In Guatemala, the Ministry of Health (MoH) began a vector control project with Japanese cooperation in 2000 to reduce the risk of Chagas disease infection. Rhodnius prolixus
is one of the principal vectors and is targeted for elimination. The control method consisted of extensive residual insecticide spraying campaigns, followed by community-based surveillance with selective respraying. Interventions in nine endemic departments identified 317 villages with R. prolixus
of 4,417 villages surveyed. Two cycles of residual insecticide spraying covered over 98% of the houses in the identified villages. Fourteen villages reinfestated were all resprayed. Between 2000-2003 and 2008, the number of infested villages decreased from 317 to two and the house infestation rate reduced from 0.86% to 0.0036%. Seroprevalence rates in 2004-2005, when compared with an earlier study in 1998, showed a significant decline from 5.3% to 1.3% among schoolchildren in endemic areas.

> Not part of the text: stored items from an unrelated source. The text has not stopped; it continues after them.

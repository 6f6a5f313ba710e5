//! Report generation for analytics data.

use std::fmt::Write as _;

use serde::{Deserialize, Serialize};
use speedcam_domain::CameraRecord;

use crate::engine::{AnalyticsEngine, Summary};
use crate::error::{AnalyticsError, Result};
use crate::queries::{CityCount, SpeedLimitFilter};

/// Everything the dashboard shows for one filter and search term.
#[derive(Debug, Clone, Serialize, Deserialize)]
pub struct AnalyticsReport {
    /// RFC 3339 generation time
    pub generated_at: String,
    /// Speed-limit filter in effect
    pub filter: SpeedLimitFilter,
    /// Table search term
    pub search: String,
    /// Headline numbers
    pub summary: Summary,
    /// Selectable speed limits
    pub speed_limits: Vec<String>,
    /// Bar chart data
    pub city_counts: Vec<CityCount>,
    /// Pie chart data
    pub city_distribution: Vec<CityCount>,
    /// Table rows
    pub rows: Vec<CameraRecord>,
}

impl AnalyticsEngine<'_> {
    /// Generate the dashboard report.
    pub fn generate_report(&self, filter: &SpeedLimitFilter, search: &str) -> AnalyticsReport {
        tracing::debug!(?filter, search, "Generating analytics report");
        AnalyticsReport {
            generated_at: chrono::Utc::now().to_rfc3339(),
            filter: filter.clone(),
            search: search.to_string(),
            summary: self.summary(filter),
            speed_limits: self.speed_limits(),
            city_counts: self.city_counts(filter),
            city_distribution: self.city_distribution(filter),
            rows: self.table_rows(filter, search).into_iter().cloned().collect(),
        }
    }

    /// Generate report as JSON string.
    ///
    /// # Errors
    ///
    /// Returns [`AnalyticsError::Conversion`] if serialization fails.
    pub fn generate_report_json(&self, filter: &SpeedLimitFilter, search: &str) -> Result<String> {
        let report = self.generate_report(filter, search);
        serde_json::to_string_pretty(&report).map_err(|e| AnalyticsError::Conversion(e.to_string()))
    }

    /// Generate Markdown report.
    pub fn generate_report_markdown(&self, filter: &SpeedLimitFilter, search: &str) -> String {
        let report = self.generate_report(filter, search);

        let mut md = String::new();
        md.push_str("# Speed Camera Report\n\n");
        let _ = writeln!(md, "**Generated:** {}\n", report.generated_at);

        let filter_label = match &report.filter {
            SpeedLimitFilter::All => "All".to_string(),
            SpeedLimitFilter::Limit(limit) => format!("{limit} km/h"),
        };

        md.push_str("## Summary\n\n");
        md.push_str("| Metric | Value |\n");
        md.push_str("|--------|-------|\n");
        let _ = writeln!(md, "| Speed Limit | {filter_label} |");
        let _ = writeln!(md, "| Cameras | {} |", report.summary.total_count);
        let _ = writeln!(md, "| Cities | {} |", report.summary.city_count);
        let _ = writeln!(md, "| Without Coordinates | {} |", report.summary.unlocated_count);
        md.push('\n');

        if !report.city_counts.is_empty() {
            md.push_str("## Cameras by City\n\n");
            md.push_str("| City | Count |\n");
            md.push_str("|------|-------|\n");
            for c in &report.city_counts {
                let _ = writeln!(md, "| {} | {} |", c.city, c.count);
            }
            md.push('\n');
        }

        md
    }
}
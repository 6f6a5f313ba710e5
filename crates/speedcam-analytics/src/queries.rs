//! Query parameters and result rows.

use serde::{Deserialize, Serialize};
use speedcam_domain::CameraRecord;

/// Number of cities shown on the per-city bar chart.
pub const BAR_CHART_CITIES: usize = 20;

/// Number of named slices on the distribution chart before grouping.
pub const DISTRIBUTION_SLICES: usize = 8;

/// Label of the grouped slice.
pub const OTHER_CITIES: &str = "其他縣市";

/// Label for records without a city.
pub const UNKNOWN_CITY: &str = "Unknown";

/// Speed-limit selector applied before every aggregation.
#[derive(Debug, Clone, Default, PartialEq, Eq, Serialize, Deserialize)]
pub enum SpeedLimitFilter {
    /// Every record
    #[default]
    All,
    /// Records whose limit text equals the value
    Limit(String),
}

impl SpeedLimitFilter {
    /// Build from a query parameter; absent, empty or `All` select everything.
    pub fn from_param(param: Option<&str>) -> Self {
        match param.map(str::trim) {
            None | Some("" | "All") => Self::All,
            Some(limit) => Self::Limit(limit.to_string()),
        }
    }

    /// Whether the record passes the filter.
    pub fn matches(&self, record: &CameraRecord) -> bool {
        match self {
            Self::All => true,
            Self::Limit(limit) => record.speed_limit == *limit,
        }
    }
}

/// Camera count for one city.
#[derive(Debug, Clone, PartialEq, Eq, Serialize, Deserialize)]
pub struct CityCount {
    /// City name, or [`UNKNOWN_CITY`]
    pub city: String,
    /// Number of cameras
    pub count: usize,
}
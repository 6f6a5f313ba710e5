//! # Repository Traits
//!
//! Abstract repository interface for camera records.
//! Implementations can be swapped for different backends (JSON file, memory).

use std::sync::Arc;

use async_trait::async_trait;

use crate::error::Result;
use speedcam_domain::CameraRecord;

/// Shared handle used by the API layer
pub type SharedCameraRepository = Arc<dyn CameraRepository>;

/// Repository for camera record operations
#[async_trait]
pub trait CameraRepository: Send + Sync {
    /// Get every record in storage order
    async fn list(&self) -> Result<Vec<CameraRecord>>;

    /// Validate and append a record, returning it as stored
    async fn create(&self, record: CameraRecord) -> Result<CameraRecord>;

    /// Overwrite the whole collection, returning the new record count
    async fn replace_all(&self, records: Vec<CameraRecord>) -> Result<usize>;

    /// Number of stored records
    async fn count(&self) -> Result<usize> {
        Ok(self.list().await?.len())
    }
}
//! Simulator error types

use thiserror::Error;

/// Errors raised outside the tick loop (camera loading, geocoding).
#[derive(Debug, Error)]
pub enum SimulatorError {
    #[error("HTTP error: {0}")]
    Http(#[from] reqwest::Error),

    #[error(transparent)]
    Store(#[from] speedcam_store::StoreError),

    #[error("Camera source error: {0}")]
    Source(String),

    #[error("Geocode error: {0}")]
    Geocode(String),
}

pub type Result<T> = std::result::Result<T, SimulatorError>;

The total operational cost was US$ 921,815, where the cost ratio between preparatory, attack and surveillance phases was approximately 2:12:1. In 2008, Guatemala was certified for interruption of Chagas disease transmission by R. prolixus
. What facilitated the process was existing knowledge in vector control and notable commitment by the MoH, as well as political, managerial and technical support by external stakeholders.